Usually data has to be copied between a CPU host and a discrete GPU device, but different architectures from different vendors with different frameworks on different operating systems may offer a unified and accessible address space between CPU and GPU.

Instruction Throughput 

GPUs are used in HPC environments because of their good FLOP/Watt ratio. The instruction throughput in general depends on the architecture (like Nvidia's Tesla, Fermi, KeplerMaxwell or AMD's TeraScale, GCN, RDNA), the brand (like Nvidia GeForce, QuadroTesla or AMD Radeon, Radeon Pro, Radeon Instinct) and the specific model.

Integer Instruction Throughput

  • INT32
    The 32-bit integer performance can be architecture and operation depended less than 32-bit FLOP or 24-bit integer performance.

  • INT64
    In general registers and Vector-ALUs of consumer brand GPUs are 32-bit wide and have to emulate 64-bit integer operations.

  • INT8
    Some architectures offer higher throughput with lower precision. They quadruple the INT8 or octuple the INT4 throughput.
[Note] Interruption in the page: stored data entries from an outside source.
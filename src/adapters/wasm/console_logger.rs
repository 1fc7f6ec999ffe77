use crate::ports::LoggerPort;
use wasm_bindgen::JsValue;
use web_sys::console;

/// Browser console logger; entries show up in devtools under their severity.
#[derive(Debug, Clone, Copy)]
pub struct ConsoleLogger;

impl ConsoleLogger {
    pub fn new() -> Self {
        Self
    }
}

impl Default for ConsoleLogger {
    fn default() -> Self {
        Self::new()
    }
}

impl LoggerPort for ConsoleLogger {
    fn log(&self, message: &str) {
        console::log_1(&JsValue::from_str(message));
    }

    fn error(&self, message: &str) {
        console::error_1(&JsValue::from_str(message));
    }

    fn warn(&self, message: &str) {
        console::warn_1(&JsValue::from_str(message));
    }

    fn time(&self, label: &str) {
        console::time_with_label(label);
    }

    fn time_end(&self, label: &str) {
        console::time_end_with_label(label);
    }
}
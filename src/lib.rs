// Hexagonal architecture modules
pub mod adapters;
pub mod domain;
pub mod platform;
pub mod ports;

pub mod measure;

#[cfg(target_arch = "wasm32")]
pub mod facades;
#[cfg(target_arch = "wasm32")]
pub mod global;

pub use domain::trigger::{
    activate, install, ActivationOutcome, HttpStatus, TransportError, TriggerConfig,
    TriggerError,
};
pub use platform::Platform;

use wasm_bindgen::prelude::*;

#[wasm_bindgen(start)]
pub fn start_app() -> Result<(), JsValue> {
    #[cfg(feature = "console_error_panic_hook")]
    console_error_panic_hook::set_once();

    #[cfg(all(target_arch = "wasm32", feature = "autostart"))]
    facades::wasm::trigger::autostart();

    Ok(())
}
Floating-Point Instruction Throughput

  • FP32
    Consumer GPU performance is measured usually in single-precision (32-bit) floating-point FMA (fused-multiply-add) throughput.

  • FP64
    Consumer GPUs have in general a lower ratio (FP32:FP64) for double-precision (64-bit) floating-point operations throughput than server brand GPUs.

  • FP16
    Some GPGPU architectures offer half-precision (16-bit) floating-point operation throughput with an FP32:FP16 ratio of 1:2.

Throughput Examples

Nvidia GeForce GTX 580 (Fermi, CC 2.0) - 32-bit integer operations/clock cycle per compute unit

   MAD 16
   MUL 16
   ADD 32
   Bit-shift 16
   Bitwise XOR 32

Max theoretic ADD operation throughput: 32 Ops x 16 CUs x 1544 MHz = 790.528 GigaOps/sec

AMD Radeon HD 7970 (GCN 1.0) - 32-bit integer operations/clock cycle per processing element

   MAD 1/4
   MUL 1/4
   ADD 1
   Bit-shift 1
   Bitwise XOR 1

Max theoretic ADD operation throughput: 1 Op x 2048 PEs x 925 MHz = 1894.4 GigaOps/sec 

Tensors

MMAC (matrix-multiply-accumulate) units are used in consumer brand GPUs for neural network based upsampling of video game resolutions, in professional brands for upsampling of images and videos, and in server brand GPUs for accelerating convolutional neural networks in general. Convolutions can be implemented as a series of matrix-multiplications via Winograd-transformations. Mobile SoCs usually have an dedicated neural network engine as MMAC unit.

Nvidia TensorCores 

With Nvidia Volta series TensorCores were introduced. They offer FP16xFP16+FP32, matrix-multiplication-accumulate-units, used to accelerate neural networks. Turing's 2nd gen TensorCores add FP16, INT8, INT4 optimized computation. Amperes's 3rd gen adds support for BF16, TF32, FP64 and sparsity acceleration. Ada Lovelaces's 4th gen adds support for FP8.

AMD Matrix Cores

AMD released 2020 its server-class CDNA architecture with Matrix Cores which support MFMA (matrix-fused-multiply-add) operations on various data types like INT8, FP16, BF16, FP32. AMD's CDNA 2 architecture adds FP64 optimized throughput for matrix operations. AMD's RDNA 3 architecture features dedicated AI tensor operation acceleration. AMD's CDNA 3 architecture adds support for FP8 and sparse matrix data (sparsity).

Intel XMX Cores

Intel added XMX, Xe Matrix eXtensions, cores to some of the Intel Xe GPU series, like Arc Alchemist and Intel Data Center GPU Max Series.

Host-Device Latencies

One reason GPUs are not used as accelerators for chess engines is the host-device latency, aka. kernel-launch-overhead. Nvidia and AMD have not published official numbers, but in practice there is a measurable latency for null-kernels of 5 microseconds up to 100s of microseconds. One solution to overcome this limitation is to couple tasks to batches to be executed in one run.

Under the Hood

AMD architectures

My own conclusions are:

  • TeraScale has VLIW design.
  • GCN has 16 wide SIMD, executing a Wavefront of 64 threads over 4 cycles.
  • RDNA has 32 wide SIMD, executing a Wavefront:32 over 1 cycle and Wavefront:64 over two cycles.
  • CDNA is advanced GCN.

Nvidia architectures

AFAIK Nvidia did never official mention SIMD in their papers as hardware architecture, with Tesla they only referred to as SIMT.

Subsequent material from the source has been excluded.